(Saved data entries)
━━━━━━

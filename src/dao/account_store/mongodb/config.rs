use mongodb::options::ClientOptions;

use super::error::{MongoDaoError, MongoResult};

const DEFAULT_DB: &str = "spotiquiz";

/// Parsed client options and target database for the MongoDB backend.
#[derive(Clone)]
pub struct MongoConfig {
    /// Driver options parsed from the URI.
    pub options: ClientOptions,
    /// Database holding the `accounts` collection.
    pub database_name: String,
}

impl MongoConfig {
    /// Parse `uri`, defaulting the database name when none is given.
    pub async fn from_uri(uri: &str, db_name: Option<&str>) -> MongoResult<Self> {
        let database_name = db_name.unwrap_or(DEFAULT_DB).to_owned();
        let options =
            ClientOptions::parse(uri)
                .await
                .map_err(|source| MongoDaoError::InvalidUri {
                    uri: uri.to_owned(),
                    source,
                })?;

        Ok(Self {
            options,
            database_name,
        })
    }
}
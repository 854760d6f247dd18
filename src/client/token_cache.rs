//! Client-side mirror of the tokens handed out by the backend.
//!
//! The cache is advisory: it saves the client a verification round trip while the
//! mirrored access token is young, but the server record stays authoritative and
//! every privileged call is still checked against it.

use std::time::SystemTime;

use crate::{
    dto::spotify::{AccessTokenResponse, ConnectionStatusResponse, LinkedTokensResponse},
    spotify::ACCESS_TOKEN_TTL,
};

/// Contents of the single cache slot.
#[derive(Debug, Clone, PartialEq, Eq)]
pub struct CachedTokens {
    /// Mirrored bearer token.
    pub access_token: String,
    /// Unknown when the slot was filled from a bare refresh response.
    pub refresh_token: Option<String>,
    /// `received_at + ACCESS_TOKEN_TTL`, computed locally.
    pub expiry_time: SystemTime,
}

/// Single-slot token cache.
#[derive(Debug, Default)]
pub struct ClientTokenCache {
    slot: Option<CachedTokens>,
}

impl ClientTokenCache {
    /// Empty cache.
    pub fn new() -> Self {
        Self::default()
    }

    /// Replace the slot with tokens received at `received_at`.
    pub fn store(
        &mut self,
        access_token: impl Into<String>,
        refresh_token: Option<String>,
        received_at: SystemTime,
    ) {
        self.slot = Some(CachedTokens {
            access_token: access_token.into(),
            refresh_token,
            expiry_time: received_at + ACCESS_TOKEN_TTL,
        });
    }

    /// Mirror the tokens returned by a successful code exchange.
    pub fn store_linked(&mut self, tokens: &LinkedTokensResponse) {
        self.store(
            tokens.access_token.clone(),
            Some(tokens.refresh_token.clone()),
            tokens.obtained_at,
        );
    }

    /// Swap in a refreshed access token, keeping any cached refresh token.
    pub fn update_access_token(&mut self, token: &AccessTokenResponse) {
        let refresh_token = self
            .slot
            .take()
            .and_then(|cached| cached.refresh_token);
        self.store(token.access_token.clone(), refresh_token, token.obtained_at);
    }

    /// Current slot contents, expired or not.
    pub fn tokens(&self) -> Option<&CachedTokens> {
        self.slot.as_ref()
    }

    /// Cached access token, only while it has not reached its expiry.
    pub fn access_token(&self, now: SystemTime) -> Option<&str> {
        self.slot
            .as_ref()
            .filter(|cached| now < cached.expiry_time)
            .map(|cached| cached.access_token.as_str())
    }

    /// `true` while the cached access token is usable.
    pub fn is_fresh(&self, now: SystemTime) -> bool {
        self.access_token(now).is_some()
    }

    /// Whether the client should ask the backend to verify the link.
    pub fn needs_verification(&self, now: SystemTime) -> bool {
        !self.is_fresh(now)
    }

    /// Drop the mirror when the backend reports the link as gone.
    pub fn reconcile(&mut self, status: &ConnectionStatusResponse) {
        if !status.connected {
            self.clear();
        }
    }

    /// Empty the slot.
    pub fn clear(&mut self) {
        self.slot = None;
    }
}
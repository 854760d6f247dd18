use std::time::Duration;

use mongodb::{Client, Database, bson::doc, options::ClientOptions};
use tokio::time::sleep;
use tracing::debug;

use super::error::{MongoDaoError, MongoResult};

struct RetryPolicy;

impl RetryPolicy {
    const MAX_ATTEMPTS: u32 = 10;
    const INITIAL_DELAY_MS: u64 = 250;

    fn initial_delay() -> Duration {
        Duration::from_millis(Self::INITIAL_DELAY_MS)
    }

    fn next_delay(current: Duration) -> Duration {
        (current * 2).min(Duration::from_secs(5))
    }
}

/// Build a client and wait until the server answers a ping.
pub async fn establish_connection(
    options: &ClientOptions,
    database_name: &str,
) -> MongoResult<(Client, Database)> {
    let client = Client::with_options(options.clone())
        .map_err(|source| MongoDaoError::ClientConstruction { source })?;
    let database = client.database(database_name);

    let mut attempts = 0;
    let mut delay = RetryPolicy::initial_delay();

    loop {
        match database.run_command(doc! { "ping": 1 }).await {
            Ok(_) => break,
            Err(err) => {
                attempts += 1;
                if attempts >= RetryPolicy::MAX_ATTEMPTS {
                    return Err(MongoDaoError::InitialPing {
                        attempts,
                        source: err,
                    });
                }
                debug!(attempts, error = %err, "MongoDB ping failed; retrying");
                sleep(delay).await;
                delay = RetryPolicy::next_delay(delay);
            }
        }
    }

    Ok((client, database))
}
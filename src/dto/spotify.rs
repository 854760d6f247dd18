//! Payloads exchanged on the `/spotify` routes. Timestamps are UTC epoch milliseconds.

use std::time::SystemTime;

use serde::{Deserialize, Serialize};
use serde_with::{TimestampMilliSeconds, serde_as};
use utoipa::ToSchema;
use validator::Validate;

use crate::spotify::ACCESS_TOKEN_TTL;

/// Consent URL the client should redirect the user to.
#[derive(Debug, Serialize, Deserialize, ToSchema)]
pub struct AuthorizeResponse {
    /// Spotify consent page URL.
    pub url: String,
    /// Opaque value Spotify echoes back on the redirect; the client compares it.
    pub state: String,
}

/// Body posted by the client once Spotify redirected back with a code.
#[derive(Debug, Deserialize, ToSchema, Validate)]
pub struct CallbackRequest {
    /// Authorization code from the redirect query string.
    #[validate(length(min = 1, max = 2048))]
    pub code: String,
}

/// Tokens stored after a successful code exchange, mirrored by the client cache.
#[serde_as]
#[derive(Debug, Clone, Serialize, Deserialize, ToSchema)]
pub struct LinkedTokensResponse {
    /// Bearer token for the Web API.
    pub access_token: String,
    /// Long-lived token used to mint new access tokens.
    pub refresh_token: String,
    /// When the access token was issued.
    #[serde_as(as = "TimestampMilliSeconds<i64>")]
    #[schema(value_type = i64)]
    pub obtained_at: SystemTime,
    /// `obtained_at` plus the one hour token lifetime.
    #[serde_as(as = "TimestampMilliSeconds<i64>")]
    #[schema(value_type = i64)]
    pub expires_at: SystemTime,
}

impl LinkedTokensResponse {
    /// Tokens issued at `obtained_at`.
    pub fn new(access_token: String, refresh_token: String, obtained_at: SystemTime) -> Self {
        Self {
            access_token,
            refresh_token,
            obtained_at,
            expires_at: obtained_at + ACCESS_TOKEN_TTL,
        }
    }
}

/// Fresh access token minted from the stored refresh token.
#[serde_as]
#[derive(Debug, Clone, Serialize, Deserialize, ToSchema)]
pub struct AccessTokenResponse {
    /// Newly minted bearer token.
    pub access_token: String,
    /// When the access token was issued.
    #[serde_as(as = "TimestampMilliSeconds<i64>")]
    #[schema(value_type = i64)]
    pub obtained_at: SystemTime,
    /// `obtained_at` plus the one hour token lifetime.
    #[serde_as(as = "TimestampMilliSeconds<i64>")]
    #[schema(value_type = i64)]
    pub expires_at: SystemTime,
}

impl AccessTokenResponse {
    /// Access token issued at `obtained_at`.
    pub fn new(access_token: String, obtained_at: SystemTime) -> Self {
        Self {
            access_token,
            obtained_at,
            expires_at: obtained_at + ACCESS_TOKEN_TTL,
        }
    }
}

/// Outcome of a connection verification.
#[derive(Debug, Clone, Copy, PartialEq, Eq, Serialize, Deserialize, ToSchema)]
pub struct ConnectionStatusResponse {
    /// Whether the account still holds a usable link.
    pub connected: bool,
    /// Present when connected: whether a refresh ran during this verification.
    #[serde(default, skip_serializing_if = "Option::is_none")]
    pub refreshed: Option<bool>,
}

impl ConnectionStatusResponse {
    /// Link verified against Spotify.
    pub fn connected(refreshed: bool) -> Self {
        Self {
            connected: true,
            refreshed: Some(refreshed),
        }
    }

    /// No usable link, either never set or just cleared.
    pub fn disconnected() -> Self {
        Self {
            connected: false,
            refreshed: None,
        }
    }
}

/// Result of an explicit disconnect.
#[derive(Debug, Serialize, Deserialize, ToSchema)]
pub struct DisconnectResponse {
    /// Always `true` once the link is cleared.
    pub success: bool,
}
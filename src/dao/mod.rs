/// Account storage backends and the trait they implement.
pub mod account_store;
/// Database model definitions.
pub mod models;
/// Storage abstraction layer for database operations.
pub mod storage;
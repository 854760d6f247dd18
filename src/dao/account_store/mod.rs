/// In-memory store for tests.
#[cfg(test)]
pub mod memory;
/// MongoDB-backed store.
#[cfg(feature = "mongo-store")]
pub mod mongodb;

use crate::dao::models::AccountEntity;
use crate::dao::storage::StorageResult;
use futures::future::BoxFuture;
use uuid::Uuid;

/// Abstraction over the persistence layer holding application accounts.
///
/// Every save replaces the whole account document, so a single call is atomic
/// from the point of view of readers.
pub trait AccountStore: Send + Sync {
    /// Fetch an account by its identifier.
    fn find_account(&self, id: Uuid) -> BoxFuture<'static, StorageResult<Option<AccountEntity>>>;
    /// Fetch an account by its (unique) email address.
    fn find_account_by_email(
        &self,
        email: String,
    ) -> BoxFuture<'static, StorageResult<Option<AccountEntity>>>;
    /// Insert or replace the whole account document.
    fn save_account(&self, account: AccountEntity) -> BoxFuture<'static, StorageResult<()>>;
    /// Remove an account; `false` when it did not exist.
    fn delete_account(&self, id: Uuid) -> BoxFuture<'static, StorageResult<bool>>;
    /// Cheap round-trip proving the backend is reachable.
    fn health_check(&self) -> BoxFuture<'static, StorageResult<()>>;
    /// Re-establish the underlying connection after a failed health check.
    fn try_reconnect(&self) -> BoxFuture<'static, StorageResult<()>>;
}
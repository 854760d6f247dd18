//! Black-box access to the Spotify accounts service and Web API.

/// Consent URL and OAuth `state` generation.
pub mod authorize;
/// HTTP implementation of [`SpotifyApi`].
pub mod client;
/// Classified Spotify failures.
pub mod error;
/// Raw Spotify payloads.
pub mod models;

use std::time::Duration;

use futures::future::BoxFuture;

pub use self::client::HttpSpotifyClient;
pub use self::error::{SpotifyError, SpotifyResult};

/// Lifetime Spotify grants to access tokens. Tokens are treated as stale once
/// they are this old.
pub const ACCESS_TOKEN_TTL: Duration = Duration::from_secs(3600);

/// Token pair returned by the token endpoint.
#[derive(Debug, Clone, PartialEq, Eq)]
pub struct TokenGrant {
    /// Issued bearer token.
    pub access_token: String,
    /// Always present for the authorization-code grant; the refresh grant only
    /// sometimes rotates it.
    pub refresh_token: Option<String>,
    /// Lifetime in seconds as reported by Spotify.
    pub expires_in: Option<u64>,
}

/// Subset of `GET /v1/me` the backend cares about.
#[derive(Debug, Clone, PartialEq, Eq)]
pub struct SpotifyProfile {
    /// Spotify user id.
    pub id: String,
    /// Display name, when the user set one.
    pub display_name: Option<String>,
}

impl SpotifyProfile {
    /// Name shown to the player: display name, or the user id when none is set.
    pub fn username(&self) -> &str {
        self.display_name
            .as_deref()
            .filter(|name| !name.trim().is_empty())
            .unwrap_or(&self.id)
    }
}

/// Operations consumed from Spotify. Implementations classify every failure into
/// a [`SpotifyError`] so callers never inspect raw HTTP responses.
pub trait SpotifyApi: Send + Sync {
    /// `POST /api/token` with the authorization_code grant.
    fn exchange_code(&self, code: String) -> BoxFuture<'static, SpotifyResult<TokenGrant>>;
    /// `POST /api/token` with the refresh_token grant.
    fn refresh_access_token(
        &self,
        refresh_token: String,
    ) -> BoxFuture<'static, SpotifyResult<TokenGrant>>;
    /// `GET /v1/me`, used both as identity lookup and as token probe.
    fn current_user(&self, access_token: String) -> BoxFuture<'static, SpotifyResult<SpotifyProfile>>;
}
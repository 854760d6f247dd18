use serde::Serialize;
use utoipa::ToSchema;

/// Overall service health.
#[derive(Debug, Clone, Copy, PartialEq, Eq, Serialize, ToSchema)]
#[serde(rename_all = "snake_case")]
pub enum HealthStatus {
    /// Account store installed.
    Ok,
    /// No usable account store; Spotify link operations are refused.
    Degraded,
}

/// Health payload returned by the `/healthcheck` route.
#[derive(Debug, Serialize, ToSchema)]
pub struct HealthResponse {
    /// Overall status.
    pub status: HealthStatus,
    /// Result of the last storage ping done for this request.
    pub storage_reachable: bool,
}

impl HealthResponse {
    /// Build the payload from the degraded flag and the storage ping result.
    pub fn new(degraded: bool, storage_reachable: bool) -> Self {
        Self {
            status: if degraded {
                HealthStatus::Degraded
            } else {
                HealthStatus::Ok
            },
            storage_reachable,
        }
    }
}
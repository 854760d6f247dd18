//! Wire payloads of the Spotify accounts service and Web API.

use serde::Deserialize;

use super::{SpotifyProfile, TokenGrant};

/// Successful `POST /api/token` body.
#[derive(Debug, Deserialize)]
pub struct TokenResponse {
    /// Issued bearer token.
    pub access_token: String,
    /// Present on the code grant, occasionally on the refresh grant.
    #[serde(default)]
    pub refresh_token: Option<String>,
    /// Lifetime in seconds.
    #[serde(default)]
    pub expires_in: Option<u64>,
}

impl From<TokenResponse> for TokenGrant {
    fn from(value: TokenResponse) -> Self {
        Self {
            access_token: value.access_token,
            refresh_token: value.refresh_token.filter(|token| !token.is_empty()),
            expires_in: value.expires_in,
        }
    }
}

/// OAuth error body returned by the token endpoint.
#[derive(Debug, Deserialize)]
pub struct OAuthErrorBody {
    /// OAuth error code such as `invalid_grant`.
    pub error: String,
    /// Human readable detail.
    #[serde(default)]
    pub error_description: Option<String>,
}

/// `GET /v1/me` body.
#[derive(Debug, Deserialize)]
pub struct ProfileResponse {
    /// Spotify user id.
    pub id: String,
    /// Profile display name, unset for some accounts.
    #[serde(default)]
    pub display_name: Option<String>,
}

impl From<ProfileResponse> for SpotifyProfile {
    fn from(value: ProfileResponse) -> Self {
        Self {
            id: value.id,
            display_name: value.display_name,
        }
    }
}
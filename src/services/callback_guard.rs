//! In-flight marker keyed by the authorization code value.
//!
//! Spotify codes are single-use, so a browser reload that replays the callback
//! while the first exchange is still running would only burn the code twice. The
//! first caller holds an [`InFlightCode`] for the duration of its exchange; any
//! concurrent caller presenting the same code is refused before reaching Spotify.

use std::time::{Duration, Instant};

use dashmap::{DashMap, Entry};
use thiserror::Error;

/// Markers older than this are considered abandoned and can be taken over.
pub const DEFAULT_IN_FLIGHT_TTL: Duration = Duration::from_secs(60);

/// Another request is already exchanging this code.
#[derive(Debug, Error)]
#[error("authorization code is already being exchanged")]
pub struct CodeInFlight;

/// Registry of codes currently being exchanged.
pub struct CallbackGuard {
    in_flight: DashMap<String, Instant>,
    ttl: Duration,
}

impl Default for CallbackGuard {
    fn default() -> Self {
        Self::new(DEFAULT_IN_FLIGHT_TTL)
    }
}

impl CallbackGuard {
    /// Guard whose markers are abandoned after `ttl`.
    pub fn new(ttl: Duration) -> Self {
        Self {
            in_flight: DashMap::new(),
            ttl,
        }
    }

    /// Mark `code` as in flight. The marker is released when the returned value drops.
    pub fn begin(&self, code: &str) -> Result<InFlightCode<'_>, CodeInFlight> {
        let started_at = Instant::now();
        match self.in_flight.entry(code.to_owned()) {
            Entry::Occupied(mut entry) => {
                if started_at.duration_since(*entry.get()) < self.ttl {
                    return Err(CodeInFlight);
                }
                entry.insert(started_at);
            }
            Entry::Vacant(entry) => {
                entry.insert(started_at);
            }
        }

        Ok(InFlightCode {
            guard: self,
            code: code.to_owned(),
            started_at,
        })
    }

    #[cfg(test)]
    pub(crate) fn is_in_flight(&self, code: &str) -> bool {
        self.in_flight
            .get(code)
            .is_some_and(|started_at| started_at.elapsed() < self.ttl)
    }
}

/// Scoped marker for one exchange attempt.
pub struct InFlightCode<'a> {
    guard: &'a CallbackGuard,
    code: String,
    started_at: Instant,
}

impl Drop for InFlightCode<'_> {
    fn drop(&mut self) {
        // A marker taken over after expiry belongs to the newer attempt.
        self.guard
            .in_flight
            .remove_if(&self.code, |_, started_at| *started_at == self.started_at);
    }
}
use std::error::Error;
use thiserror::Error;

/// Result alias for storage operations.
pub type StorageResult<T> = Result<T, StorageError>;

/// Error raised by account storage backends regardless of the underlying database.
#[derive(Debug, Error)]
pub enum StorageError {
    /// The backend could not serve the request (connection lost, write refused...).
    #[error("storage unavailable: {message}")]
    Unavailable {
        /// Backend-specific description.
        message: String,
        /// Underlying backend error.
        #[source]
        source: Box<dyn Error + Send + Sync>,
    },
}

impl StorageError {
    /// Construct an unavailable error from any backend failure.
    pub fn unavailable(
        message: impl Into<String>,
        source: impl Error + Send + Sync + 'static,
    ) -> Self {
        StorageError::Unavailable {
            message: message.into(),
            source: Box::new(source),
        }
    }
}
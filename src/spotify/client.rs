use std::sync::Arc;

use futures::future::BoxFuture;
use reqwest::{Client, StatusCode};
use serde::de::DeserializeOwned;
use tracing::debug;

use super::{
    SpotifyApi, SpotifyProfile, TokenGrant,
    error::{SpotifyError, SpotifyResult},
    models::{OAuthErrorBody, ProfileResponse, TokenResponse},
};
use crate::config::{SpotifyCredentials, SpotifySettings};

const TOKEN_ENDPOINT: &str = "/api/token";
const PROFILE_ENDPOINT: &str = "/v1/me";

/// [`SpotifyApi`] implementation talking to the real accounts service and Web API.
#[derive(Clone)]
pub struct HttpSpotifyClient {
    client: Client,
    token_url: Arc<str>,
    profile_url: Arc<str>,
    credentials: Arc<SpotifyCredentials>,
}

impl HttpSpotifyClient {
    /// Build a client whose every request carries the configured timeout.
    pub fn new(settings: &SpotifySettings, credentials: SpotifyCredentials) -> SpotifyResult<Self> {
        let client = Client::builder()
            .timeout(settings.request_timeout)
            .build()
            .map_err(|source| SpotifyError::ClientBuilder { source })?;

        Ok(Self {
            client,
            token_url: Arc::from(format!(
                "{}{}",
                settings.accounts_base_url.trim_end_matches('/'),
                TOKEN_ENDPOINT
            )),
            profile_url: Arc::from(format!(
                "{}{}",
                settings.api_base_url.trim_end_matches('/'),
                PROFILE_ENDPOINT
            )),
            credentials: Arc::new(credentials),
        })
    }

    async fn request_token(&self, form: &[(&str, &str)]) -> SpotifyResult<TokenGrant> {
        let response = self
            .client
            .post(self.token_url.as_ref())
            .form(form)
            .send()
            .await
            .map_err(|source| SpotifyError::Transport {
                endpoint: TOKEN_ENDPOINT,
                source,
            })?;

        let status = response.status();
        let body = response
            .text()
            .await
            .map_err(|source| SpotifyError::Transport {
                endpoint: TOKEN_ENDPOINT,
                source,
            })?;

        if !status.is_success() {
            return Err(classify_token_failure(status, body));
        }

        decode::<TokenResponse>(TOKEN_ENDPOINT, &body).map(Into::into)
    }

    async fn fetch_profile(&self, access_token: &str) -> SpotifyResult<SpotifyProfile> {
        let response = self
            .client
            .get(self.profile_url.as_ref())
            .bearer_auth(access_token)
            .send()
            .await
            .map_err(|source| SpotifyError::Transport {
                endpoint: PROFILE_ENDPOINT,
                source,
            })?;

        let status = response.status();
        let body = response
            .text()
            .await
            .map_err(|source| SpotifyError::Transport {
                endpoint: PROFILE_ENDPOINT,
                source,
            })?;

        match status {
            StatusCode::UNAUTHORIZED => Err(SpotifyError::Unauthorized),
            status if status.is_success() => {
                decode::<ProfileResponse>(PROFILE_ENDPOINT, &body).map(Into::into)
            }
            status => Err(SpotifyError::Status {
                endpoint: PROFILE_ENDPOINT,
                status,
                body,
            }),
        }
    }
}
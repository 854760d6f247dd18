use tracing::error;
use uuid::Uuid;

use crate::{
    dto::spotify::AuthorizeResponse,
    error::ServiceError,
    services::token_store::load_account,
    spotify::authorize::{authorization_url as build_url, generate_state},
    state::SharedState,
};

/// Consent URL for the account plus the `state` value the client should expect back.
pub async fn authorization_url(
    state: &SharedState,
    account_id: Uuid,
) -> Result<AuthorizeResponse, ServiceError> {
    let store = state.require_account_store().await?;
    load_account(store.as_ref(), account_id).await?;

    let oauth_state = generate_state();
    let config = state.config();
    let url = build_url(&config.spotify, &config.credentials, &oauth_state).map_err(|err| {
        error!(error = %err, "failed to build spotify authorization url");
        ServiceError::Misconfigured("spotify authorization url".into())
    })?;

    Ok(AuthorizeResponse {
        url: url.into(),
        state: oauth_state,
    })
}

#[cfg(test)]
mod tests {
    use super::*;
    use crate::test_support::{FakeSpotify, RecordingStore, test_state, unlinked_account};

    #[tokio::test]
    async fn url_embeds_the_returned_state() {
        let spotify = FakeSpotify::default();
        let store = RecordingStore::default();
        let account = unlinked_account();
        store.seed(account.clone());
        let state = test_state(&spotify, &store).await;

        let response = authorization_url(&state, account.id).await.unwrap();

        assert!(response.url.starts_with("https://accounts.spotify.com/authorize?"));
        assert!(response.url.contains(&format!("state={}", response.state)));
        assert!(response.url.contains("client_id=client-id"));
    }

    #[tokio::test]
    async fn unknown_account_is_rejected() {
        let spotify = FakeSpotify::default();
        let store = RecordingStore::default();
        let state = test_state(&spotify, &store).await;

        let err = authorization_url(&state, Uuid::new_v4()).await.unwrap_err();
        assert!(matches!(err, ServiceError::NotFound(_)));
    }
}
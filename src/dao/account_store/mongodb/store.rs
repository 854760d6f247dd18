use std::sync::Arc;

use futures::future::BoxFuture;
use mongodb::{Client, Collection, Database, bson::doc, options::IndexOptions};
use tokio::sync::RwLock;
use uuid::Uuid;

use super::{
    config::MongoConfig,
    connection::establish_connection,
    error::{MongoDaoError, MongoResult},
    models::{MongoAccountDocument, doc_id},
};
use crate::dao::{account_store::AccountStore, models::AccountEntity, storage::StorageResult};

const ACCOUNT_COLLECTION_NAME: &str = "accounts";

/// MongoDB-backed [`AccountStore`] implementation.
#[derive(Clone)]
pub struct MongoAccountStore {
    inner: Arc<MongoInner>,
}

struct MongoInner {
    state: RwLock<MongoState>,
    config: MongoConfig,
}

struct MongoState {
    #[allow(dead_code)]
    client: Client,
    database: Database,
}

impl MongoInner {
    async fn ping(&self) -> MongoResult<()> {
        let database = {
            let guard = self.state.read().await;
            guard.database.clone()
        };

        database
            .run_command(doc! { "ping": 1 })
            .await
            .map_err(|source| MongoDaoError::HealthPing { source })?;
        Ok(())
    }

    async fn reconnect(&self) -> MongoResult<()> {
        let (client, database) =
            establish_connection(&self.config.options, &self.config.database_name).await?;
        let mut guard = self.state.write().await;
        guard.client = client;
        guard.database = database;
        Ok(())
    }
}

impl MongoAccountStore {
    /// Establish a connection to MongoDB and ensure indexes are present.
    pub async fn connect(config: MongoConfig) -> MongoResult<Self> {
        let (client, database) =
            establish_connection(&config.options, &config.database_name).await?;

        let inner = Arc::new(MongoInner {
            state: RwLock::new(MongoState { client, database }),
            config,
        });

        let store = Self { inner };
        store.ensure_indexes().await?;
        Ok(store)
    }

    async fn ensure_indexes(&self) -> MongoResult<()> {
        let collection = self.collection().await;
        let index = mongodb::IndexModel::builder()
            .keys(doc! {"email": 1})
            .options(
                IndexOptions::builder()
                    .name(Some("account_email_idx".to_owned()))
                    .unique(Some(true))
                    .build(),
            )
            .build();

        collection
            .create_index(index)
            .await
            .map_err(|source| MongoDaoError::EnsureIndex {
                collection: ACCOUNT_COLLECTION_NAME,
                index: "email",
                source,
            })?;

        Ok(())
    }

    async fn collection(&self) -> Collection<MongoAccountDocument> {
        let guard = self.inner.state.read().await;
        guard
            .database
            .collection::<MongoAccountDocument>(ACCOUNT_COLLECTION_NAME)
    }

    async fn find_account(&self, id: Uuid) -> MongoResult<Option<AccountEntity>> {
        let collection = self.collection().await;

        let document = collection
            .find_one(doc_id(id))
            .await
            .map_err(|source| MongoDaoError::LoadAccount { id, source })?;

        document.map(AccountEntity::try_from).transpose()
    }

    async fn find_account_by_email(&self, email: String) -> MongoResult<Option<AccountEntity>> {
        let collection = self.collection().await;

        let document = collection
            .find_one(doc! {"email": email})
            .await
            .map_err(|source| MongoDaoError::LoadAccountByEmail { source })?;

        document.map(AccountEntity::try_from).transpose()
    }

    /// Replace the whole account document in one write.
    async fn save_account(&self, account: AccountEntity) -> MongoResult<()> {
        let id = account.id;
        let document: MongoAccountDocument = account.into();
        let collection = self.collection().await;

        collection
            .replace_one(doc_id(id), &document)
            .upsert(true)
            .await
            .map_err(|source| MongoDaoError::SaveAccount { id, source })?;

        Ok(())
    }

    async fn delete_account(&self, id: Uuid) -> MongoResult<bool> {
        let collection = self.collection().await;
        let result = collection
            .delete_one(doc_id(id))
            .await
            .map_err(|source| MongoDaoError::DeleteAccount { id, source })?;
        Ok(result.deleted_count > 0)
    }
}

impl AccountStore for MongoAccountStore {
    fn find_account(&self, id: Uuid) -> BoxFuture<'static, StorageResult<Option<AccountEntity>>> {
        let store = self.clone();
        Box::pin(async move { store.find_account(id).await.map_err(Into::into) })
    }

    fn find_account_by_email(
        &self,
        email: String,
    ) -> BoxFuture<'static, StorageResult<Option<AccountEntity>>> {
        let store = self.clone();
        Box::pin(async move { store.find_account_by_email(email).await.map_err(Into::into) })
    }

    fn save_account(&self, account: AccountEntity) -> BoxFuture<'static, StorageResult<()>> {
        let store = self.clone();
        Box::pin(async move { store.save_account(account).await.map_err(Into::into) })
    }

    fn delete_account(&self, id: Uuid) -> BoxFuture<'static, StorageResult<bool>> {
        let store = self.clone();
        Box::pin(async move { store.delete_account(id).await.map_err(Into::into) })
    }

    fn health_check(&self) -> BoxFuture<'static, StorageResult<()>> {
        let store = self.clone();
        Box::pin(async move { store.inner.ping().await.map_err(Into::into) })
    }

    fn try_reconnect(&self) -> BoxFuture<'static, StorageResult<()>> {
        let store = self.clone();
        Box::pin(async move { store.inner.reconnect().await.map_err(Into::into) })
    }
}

━━━━━━

ASSIGNMENT
Among the lines above, find each one containing the string "RetryPolicy" and copy it.

OUTPUT OF THE EXERCISE
struct RetryPolicy;
impl RetryPolicy {
    let mut delay = RetryPolicy::initial_delay();
                if attempts >= RetryPolicy::MAX_ATTEMPTS {
                delay = RetryPolicy::next_delay(delay);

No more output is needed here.